Kataoka K, Mizushima T, Ogata Y, Miki T, Sekimizu K
Department of Microbiology, Faculty of Pharmaceutical Sciences, Kyushu University, Fukuoka 812-82, Japan.
J Biol Chem. 1996 Oct 4;271(40):24806-10. doi: 10.1074/jbc.271.40.24806.

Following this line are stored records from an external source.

//! Client configuration

use std::time::Duration;

use serde::{Deserialize, Serialize};

/// Settings shared by [`crate::BiliClient`] and [`crate::CommClient`]
#[derive(Debug, Clone, Serialize, Deserialize)]
#[serde(default)]
pub struct ClientConfig {
    /// Fixed User-Agent; a desktop browser string is picked at random when unset
    pub user_agent: Option<String>,
    /// Log every request and raw response body at debug level
    pub debug: bool,
    /// Whole-request timeout in seconds
    pub timeout_seconds: u64,
    /// TCP connect timeout in seconds
    pub connect_timeout_seconds: u64,
    pub endpoints: Endpoints,
}

impl Default for ClientConfig {
    fn default() -> Self {
        Self {
            user_agent: None,
            debug: false,
            timeout_seconds: 30,
            connect_timeout_seconds: 10,
            endpoints: Endpoints::default(),
        }
    }
}

impl ClientConfig {
    #[must_use]
    pub const fn timeout(&self) -> Duration {
        Duration::from_secs(self.timeout_seconds)
    }

    #[must_use]
    pub const fn connect_timeout(&self) -> Duration {
        Duration::from_secs(self.connect_timeout_seconds)
    }
}

/// Base URLs, each ending with `/`
#[derive(Debug, Clone, PartialEq, Eq, Serialize, Deserialize)]
#[serde(default)]
pub struct Endpoints {
    pub api: String,
    pub vc: String,
    pub live: String,
    pub main: String,
    pub passport: String,
    /// Charge (elec) rankings
    pub elec: String,
}

impl Default for Endpoints {
    fn default() -> Self {
        Self {
            api: "https://api.bilibili.com/".to_string(),
            vc: "https://api.vc.bilibili.com/".to_string(),
            live: "https://api.live.bilibili.com/".to_string(),
            main: "https://www.bilibili.com/".to_string(),
            passport: "https://passport.bilibili.com/".to_string(),
            elec: "https://elec.bilibili.com/".to_string(),
        }
    }
}

impl Endpoints {
    /// Point every base at one server, e.g. a local mock.
    #[must_use]
    pub fn all(base: &str) -> Self {
        let base = if base.ends_with('/') {
            base.to_string()
        } else {
            format!("{base}/")
        };
        Self {
            api: base.clone(),
            vc: base.clone(),
            live: base.clone(),
            main: base.clone(),
            passport: base.clone(),
            elec: base,
        }
    }
}

#[cfg(test)]
mod tests {
    use super::*;

    #[test]
    fn test_defaults() {
        let config = ClientConfig::default();
        assert!(config.user_agent.is_none());
        assert!(!config.debug);
        assert_eq!(config.timeout(), Duration::from_secs(30));
        assert_eq!(config.connect_timeout(), Duration::from_secs(10));
        assert_eq!(config.endpoints.api, "https://api.bilibili.com/");
        assert_eq!(config.endpoints.passport, "https://passport.bilibili.com/");
        assert_eq!(config.endpoints.elec, "https://elec.bilibili.com/");
    }

    #[test]
    fn test_partial_deserialize_keeps_defaults() {
        let config: ClientConfig =
            serde_json::from_str(r#"{"debug":true,"endpoints":{"api":"http://localhost:8080/"}}"#)
                .unwrap();
        assert!(config.debug);
        assert_eq!(config.timeout_seconds, 30);
        assert_eq!(config.endpoints.api, "http://localhost:8080/");
        assert_eq!(config.endpoints.vc, "https://api.vc.bilibili.com/");
    }

    #[test]
    fn test_endpoints_all_adds_trailing_slash() {
        let endpoints = Endpoints::all("http://127.0.0.1:9000");
        assert_eq!(endpoints.api, "http://127.0.0.1:9000/");
        assert_eq!(endpoints.live, "http://127.0.0.1:9000/");
        assert_eq!(endpoints.elec, "http://127.0.0.1:9000/");
        assert_eq!(Endpoints::all("http://x/").main, "http://x/");
    }
}
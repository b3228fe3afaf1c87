//! Client error types
//!
//! One error enum for both clients, plus the response helpers every request
//! goes through.

use bilikit_core::{CodecError, MentionError};
use bytes::Bytes;
use thiserror::Error;

/// Maximum response body size (16 MB).
/// Prevents OOM from a misbehaving upstream.
pub const MAX_RESPONSE_SIZE: usize = 16 * 1024 * 1024;

#[derive(Debug, Error)]
pub enum ClientError {
    #[error("Network error: {0}")]
    Network(String),

    #[error("HTTP error {status} for {url}")]
    Http { status: reqwest::StatusCode, url: String },

    #[error("API error (code {code}): {message}")]
    Api { code: i64, message: String },

    #[error("Parse error: {0}")]
    Parse(String),

    #[error("Invalid URL: {0}")]
    InvalidUrl(String),

    #[error("Authentication failed: {0}")]
    Auth(String),

    #[error("Invalid argument: {0}")]
    InvalidArgument(String),

    #[error(transparent)]
    Codec(#[from] CodecError),

    #[error(transparent)]
    Mention(#[from] MentionError),

    #[error("Response too large ({size} bytes, max {MAX_RESPONSE_SIZE})")]
    ResponseTooLarge { size: u64 },

    #[error("Publish failed with code {code}")]
    Publish { code: i64 },
}

/// Read a response body, refusing anything above [`MAX_RESPONSE_SIZE`].
///
/// Checks the `Content-Length` hint first (if available), then the actual
/// body length.
pub async fn body_with_limit(response: reqwest::Response) -> Result<Bytes, ClientError> {
    if let Some(cl) = response.content_length() {
        if cl > MAX_RESPONSE_SIZE as u64 {
            return Err(ClientError::ResponseTooLarge { size: cl });
        }
    }
    let bytes = response.bytes().await?;
    if bytes.len() > MAX_RESPONSE_SIZE {
        return Err(ClientError::ResponseTooLarge { size: bytes.len() as u64 });
    }
    Ok(bytes)
}

/// Check HTTP response status before processing body.
pub fn check_response(resp: reqwest::Response) -> Result<reqwest::Response, ClientError> {
    let status = resp.status();
    if status.is_client_error() || status.is_server_error() {
        return Err(ClientError::Http {
            status,
            url: resp.url().to_string(),
        });
    }
    Ok(resp)
}

impl From<reqwest::Error> for ClientError {
    fn from(err: reqwest::Error) -> Self {
        Self::Network(err.to_string())
    }
}

impl From<serde_json::Error> for ClientError {
    fn from(err: serde_json::Error) -> Self {
        Self::Parse(err.to_string())
    }
}

impl From<url::ParseError> for ClientError {
    fn from(err: url::ParseError) -> Self {
        Self::InvalidUrl(err.to_string())
    }
}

Genetic studies revealed that DNA gyrase seems to catalyze immediate and transient DNA relaxation after Escherichia coli cells are exposed to heat shock (Ogata, Y., Mizushima, T., Kataoka, K., Miki, T., and Sekimizu, K. (1994) Mol. Gen. Genet. 244, 451-455). We have now obtained biochemical evidence to support this hypothesis. DNA gyrase catalyzed an increase in the linking number of DNA and relaxation of negatively supercoiled DNA, under physiological concentrations of ATP. Analyses by gel filtration chromatography of each subunit revealed that DNA relaxation activity co-migrated with each subunit. The linking number of DNA increased as the temperature increased. Further, the reaction was inhibited by nalidixic acid or by oxolinic acid. Based on these results, we propose that DNA gyrase participates in a concerted reaction with DNA topoisomerases in the immediate relaxation of DNA in cells exposed to heat shock.
遗传学研究表明,在大肠杆菌细胞受到热休克后,DNA促旋酶似乎能催化DNA立即发生短暂的解旋(绪方洋、水岛彻、片冈和男、三木彻、关清水,《分子与普通遗传学》,第244卷,第451 - 455页,1994年)。我们现已获得生化证据支持这一假说。在ATP的生理浓度下,DNA促旋酶催化DNA的连环数增加以及负超螺旋DNA的解旋。通过凝胶过滤色谱法对各亚基进行分析发现,DNA解旋活性与各亚基共同迁移。DNA的连环数随温度升高而增加。此外,该反应受到萘啶酸或恶喹酸的抑制。基于这些结果,我们提出,在受到热休克的细胞中,DNA促旋酶与DNA拓扑异构酶协同参与DNA的立即解旋反应。